What the task asks:
When you reach the line containing "a loaded DLL." in the data below, begin returning lines exactly as written, and stop once the line containing "for path in" has been returned.

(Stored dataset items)
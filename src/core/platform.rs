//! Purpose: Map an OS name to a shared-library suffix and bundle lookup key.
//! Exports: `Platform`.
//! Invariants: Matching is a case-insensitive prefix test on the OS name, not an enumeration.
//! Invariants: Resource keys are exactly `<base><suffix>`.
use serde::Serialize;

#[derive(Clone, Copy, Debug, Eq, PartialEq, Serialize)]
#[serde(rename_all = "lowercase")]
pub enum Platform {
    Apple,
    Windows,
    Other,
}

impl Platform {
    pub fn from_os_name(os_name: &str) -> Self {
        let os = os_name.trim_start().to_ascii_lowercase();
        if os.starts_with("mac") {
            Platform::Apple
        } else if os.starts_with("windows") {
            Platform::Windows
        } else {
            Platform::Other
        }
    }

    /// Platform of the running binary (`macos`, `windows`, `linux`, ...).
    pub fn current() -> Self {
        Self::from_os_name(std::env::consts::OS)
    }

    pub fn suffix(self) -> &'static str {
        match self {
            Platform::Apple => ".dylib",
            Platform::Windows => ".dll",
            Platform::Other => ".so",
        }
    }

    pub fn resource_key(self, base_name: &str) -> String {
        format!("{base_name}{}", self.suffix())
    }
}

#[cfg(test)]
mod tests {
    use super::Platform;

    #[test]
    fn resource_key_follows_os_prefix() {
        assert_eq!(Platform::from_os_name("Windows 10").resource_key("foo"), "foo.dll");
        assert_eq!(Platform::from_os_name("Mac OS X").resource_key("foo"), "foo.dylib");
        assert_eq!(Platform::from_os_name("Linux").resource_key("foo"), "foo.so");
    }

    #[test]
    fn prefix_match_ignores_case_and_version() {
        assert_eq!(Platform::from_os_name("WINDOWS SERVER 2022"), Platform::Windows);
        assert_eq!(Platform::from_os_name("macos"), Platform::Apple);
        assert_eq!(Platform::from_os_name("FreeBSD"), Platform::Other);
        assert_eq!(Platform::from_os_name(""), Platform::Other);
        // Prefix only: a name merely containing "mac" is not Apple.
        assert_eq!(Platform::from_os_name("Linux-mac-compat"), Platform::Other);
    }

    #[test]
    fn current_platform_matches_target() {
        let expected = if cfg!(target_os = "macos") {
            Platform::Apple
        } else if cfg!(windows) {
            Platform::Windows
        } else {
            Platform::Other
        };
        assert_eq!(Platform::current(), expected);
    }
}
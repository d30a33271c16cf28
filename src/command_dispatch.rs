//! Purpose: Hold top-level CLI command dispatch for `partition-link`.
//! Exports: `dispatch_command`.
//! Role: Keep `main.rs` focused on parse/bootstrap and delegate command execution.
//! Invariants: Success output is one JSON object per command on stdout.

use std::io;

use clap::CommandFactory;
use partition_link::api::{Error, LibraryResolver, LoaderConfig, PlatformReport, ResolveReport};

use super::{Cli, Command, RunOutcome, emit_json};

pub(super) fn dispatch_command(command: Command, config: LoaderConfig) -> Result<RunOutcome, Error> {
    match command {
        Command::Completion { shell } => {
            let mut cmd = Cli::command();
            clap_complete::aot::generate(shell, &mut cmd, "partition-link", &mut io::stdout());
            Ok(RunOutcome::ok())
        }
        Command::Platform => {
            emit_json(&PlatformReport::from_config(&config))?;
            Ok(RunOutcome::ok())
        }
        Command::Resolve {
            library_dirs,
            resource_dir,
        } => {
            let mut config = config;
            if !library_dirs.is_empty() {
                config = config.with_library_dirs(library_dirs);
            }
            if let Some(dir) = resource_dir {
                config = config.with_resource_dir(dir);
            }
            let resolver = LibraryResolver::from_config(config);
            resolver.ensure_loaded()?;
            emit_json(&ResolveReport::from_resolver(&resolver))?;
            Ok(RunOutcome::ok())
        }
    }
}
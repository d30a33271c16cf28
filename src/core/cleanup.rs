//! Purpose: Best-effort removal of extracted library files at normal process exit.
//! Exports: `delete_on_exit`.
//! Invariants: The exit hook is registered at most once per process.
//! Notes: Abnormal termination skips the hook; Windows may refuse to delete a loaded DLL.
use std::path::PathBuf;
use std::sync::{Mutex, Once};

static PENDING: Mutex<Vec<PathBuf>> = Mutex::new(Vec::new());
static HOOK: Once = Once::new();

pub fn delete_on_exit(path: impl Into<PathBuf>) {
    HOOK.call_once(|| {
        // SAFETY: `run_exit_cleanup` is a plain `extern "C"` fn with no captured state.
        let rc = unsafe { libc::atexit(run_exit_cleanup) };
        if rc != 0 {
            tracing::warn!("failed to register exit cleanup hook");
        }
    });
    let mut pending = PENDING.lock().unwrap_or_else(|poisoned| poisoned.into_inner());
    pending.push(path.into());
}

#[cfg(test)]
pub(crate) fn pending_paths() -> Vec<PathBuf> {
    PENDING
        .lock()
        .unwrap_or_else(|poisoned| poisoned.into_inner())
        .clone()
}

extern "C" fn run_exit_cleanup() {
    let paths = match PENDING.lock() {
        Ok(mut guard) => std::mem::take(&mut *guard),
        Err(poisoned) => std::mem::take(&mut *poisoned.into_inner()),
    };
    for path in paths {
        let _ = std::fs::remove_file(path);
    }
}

Written solution:
//! Notes: Abnormal termination skips the hook; Windows may refuse to delete a loaded DLL.
use std::path::PathBuf;
use std::sync::{Mutex, Once};

static PENDING: Mutex<Vec<PathBuf>> = Mutex::new(Vec::new());
static HOOK: Once = Once::new();

pub fn delete_on_exit(path: impl Into<PathBuf>) {
    HOOK.call_once(|| {
        // SAFETY: `run_exit_cleanup` is a plain `extern "C"` fn with no captured state.
        let rc = unsafe { libc::atexit(run_exit_cleanup) };
        if rc != 0 {
            tracing::warn!("failed to register exit cleanup hook");
        }
    });
    let mut pending = PENDING.lock().unwrap_or_else(|poisoned| poisoned.into_inner());
    pending.push(path.into());
}

#[cfg(test)]
pub(crate) fn pending_paths() -> Vec<PathBuf> {
    PENDING
        .lock()
        .unwrap_or_else(|poisoned| poisoned.into_inner())
        .clone()
}

extern "C" fn run_exit_cleanup() {
    let paths = match PENDING.lock() {
        Ok(mut guard) => std::mem::take(&mut *guard),
        Err(poisoned) => std::mem::take(&mut *poisoned.into_inner()),
    };
    for path in paths {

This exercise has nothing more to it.